The Misfit’s Brother
          He stood there as I drove by,
standing at the edge of a parking
lot— behind him a ruined
industrial building, shattered windows, weeds,
gravel, filth—some 1940s postwar
structure, as dead as most of the
greatest generation.

          His clothing matched that era, chilling,
strange, surreal: 
          black dress pants,
          white shirt,
          black suit coat,
          straight black tie,
          black fedora,
          black shoes, all dark as

November crows in a stubbled field.

          When he looked at me, his eyes were
dark opal, expression blank. I felt
as though I had been marked,
that O’Connor and Dickinson were
his dead sisters.

          In my dream that night he stood by
the bed, gazing at me like the empty
space between the stars. I knew then
how the dead feel
          when undertakers
                    run hands over cold bodies.
A Dark Renaissance
          A pooling of wet leaves remind me,
clumped there in summer’s autumn
languor, despite all this late August
butterscotch light, that it is the dark,
the dark, that returns soon which never
left.

	  No Renaissance maidens walk in the
sun. None remain. 
          If there were, they would say the shadows of the
leaves is dark enough for me.

	History is dark.
	Today is dark.

No matter how much one seeks the light,
drinks it in, let the summer sun bake
skin to a tanned sienna, dream of green
iguanas basking in the light—

	the universe expands outward
flung by unknown dark particles.

	Melodies of light never the dominant
tune, the vibrations of the sable cello 
give song to those maidens walking in stubbled
fields where crows domino about and fiddle
the same earth theme on wet, beating wings.

	History is dark.
	Pages written in black ink.

The maidens themselves now part of concealed
stone, brunette song long faded, they
could not dip finger in night’s inkwell, write
of the dark time like a court fool grinning at the
king.

	They know the dark.
	As before.
	As now.

Long after the perishing expiration
date.
Following All Souls Day
          November, now past All Souls.
Still I was eager for the mist & darkness clotted
among the clouds waving to
the fat swollen apples shattering the sky.

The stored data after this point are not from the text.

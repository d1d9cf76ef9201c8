// libs/exercise-cell/src/router.rs
use std::sync::Arc;

use axum::{middleware, routing::get, Router};

use shared_config::AppConfig;
use shared_utils::extractor::auth_middleware;

use crate::handlers;

pub fn exercise_routes(state: Arc<AppConfig>) -> Router {
    let protected_routes = Router::new()
        .route("/progress", get(handlers::list_progress).post(handlers::record_progress))
        .route("/progress/stats", get(handlers::get_progress_stats))
        .route("/progress/streak", get(handlers::get_streak))
        .route("/progress/{progress_id}", get(handlers::get_progress))
        .route("/analytics/daily", get(handlers::get_daily_analytics))
        .layer(middleware::from_fn_with_state(state.clone(), auth_middleware));

    Router::new()
        .merge(protected_routes)
        .with_state(state)
}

          The root of the earth we share like buttered
brushstrokes hammering out visual 
meaning in a place of parallel trees.

          It is the moon falling from umbra to penumbra that
links women’s lives in that they roost from one
calling to another, one kingdom seeking a key
whether or not the realm exists.

          The key could be made of rustproof silvered nickel
with many doors, multiple locks to turn like a bride
shucking off her wedding dress.

         The women will weep and look for lost souls
in those vacant gates & dream of mystics, mediums,
signs from the dead.

         But here, in the moment, the last pumpkins hold
court in siennaed, stubbled fields. Frost
has made them sweet & they know no kingdom
save their own. Their own jesters, holy vegetable
souls, they pour mute salute to that which is,
will be, and never was
Sonnet 73 an Homage
When you look at me now and see the years
piled up as a few staggering burgundy leaves
clinging like scarecrow tufts upon my boughs
shivered by cold, where of late the birds made
caroling lament—with me now the sunset
umbra envelops as a cloud and sinks westward,
toward the ancient land that barracks all.
Now you look at my fading red embers,
behind me nothing but gray ashen days,
my fire spent by those same nourishing hours.
Know that this, too, is the fate birth moment
prescribed for you as well.
	Embrace the moment, open perception’s doors,
	love obsessively what tender hours you may.

Ralph Monday is Professor of English at RSCC in Harriman, TN. Hundreds of poems published. 4 poetry collections and a humanities textbook. Member Lincoln Memorial University Literary Hall of Fame.